Requirement:
Among the entries below, copy every line that carries the word "buffers".

┏━━

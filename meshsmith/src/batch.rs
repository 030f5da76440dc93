//! Shared vertex/index buffers for many meshes
//!
//! Meshes pushed into a [`GeometryBatch`] are concatenated into one vertex
//! buffer and one index buffer so a renderer can upload them once and issue
//! one indexed draw per [`Submesh`].
//!
//! Indices are kept mesh-local. A draw binds the shared buffers and passes
//! `start_index`, `index_count` and `base_vertex`, so the combined buffer may
//! hold more vertices than a 16-bit index can reach as long as every single
//! submesh fits.

use hashbrown::HashMap;
use serde::Serialize;
use tracing::debug;

use crate::error::{GeometryError, GeometryResult};
use crate::mesh::Mesh;
use crate::vertex::Vertex;

/// Draw arguments for one mesh inside a [`GeometryBatch`]
#[derive(Clone, Copy, Debug, Default, PartialEq, Eq, Serialize)]
pub struct Submesh {
    pub index_count: u32,
    pub start_index: u32,
    pub base_vertex: u32,
    pub vertex_count: u32,
}

/// Concatenated geometry with named submeshes
#[derive(Clone, Debug, Default)]
pub struct GeometryBatch {
    name: String,
    vertices: Vec<Vertex>,
    indices: Vec<u32>,
    /// Insertion order
    entries: Vec<(String, Submesh)>,
    lookup: HashMap<String, usize>,
}

impl GeometryBatch {
    pub fn new(name: impl Into<String>) -> Self {
        Self {
            name: name.into(),
            ..Self::default()
        }
    }

    pub fn name(&self) -> &str {
        &self.name
    }

    /// Append a mesh under `name` and return where it landed
    ///
    /// Fails on a duplicate name, or when the batch would outgrow `u32`
    /// offsets.
    pub fn push(&mut self, name: impl Into<String>, mesh: &Mesh) -> GeometryResult<Submesh> {
        let name = name.into();
        if self.lookup.contains_key(&name) {
            return Err(GeometryError::DuplicateSubmesh(name));
        }

        let submesh = self.place(&name, mesh.vertex_count(), mesh.indices().len())?;

        self.vertices.extend_from_slice(mesh.vertices());
        self.indices.extend_from_slice(mesh.indices());

        debug!(
            "{}: '{}' at vertex {}, index {} ({} indices)",
            self.name, name, submesh.base_vertex, submesh.start_index, submesh.index_count
        );

        self.lookup.insert(name.clone(), self.entries.len());
        self.entries.push((name, submesh));
        Ok(submesh)
    }

    /// Draw arguments for a mesh appended after the current contents
    ///
    /// Both buffers must stay addressable by `u32` offsets once the mesh is
    /// in, so a draw's `start_index + index_count` never wraps.
    fn place(
        &self,
        name: &str,
        vertex_count: usize,
        index_count: usize,
    ) -> GeometryResult<Submesh> {
        let overflow = || GeometryError::BatchOverflow {
            batch: self.name.clone(),
            submesh: name.to_string(),
        };
        let offset = |n: usize| u32::try_from(n).map_err(|_| overflow());

        let submesh = Submesh {
            index_count: offset(index_count)?,
            start_index: offset(self.indices.len())?,
            base_vertex: offset(self.vertices.len())?,
            vertex_count: offset(vertex_count)?,
        };
        submesh
            .start_index
            .checked_add(submesh.index_count)
            .zip(submesh.base_vertex.checked_add(submesh.vertex_count))
            .ok_or_else(overflow)?;
        Ok(submesh)
    }

    /// Look up a submesh by name
    pub fn submesh(&self, name: &str) -> GeometryResult<Submesh> {
        self.lookup
            .get(name)
            .map(|&i| self.entries[i].1)
            .ok_or_else(|| GeometryError::UnknownSubmesh(name.to_string()))
    }

    /// Submeshes in insertion order
    pub fn submeshes(&self) -> impl Iterator<Item = (&str, Submesh)> + '_ {
        self.entries.iter().map(|(name, s)| (name.as_str(), *s))
    }

    pub fn len(&self) -> usize {
        self.entries.len()
    }

    pub fn is_empty(&self) -> bool {
        self.entries.is_empty()
    }

    pub fn vertices(&self) -> &[Vertex] {
        &self.vertices
    }

    pub fn indices(&self) -> &[u32] {
        &self.indices
    }

    /// Narrow the shared index buffer to 16 bits
    ///
    /// Fails if any single submesh has more vertices than a `u16` index can
    /// address. The total may exceed that, since indices are relative to
    /// each submesh's `base_vertex`.
    pub fn indices16(&self) -> GeometryResult<Vec<u16>> {
        if let Some((_, s)) = self
            .entries
            .iter()
            .find(|(_, s)| s.vertex_count as usize > u16::MAX as usize)
        {
            return Err(GeometryError::IndexOverflow {
                vertex_count: s.vertex_count as usize,
            });
        }
        Ok(self.indices.iter().map(|&i| i as u16).collect())
    }

    /// Vertex buffer as raw bytes
    pub fn vertex_bytes(&self) -> &[u8] {
        bytemuck::cast_slice(&self.vertices)
    }

    /// Index buffer as raw bytes (u32 per index)
    pub fn index_bytes(&self) -> &[u8] {
        bytemuck::cast_slice(&self.indices)
    }
}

┗━━

Solution to this task:
//! Shared vertex/index buffers for many meshes
//! Indices are kept mesh-local. A draw binds the shared buffers and passes
    /// Both buffers must stay addressable by `u32` offsets once the mesh is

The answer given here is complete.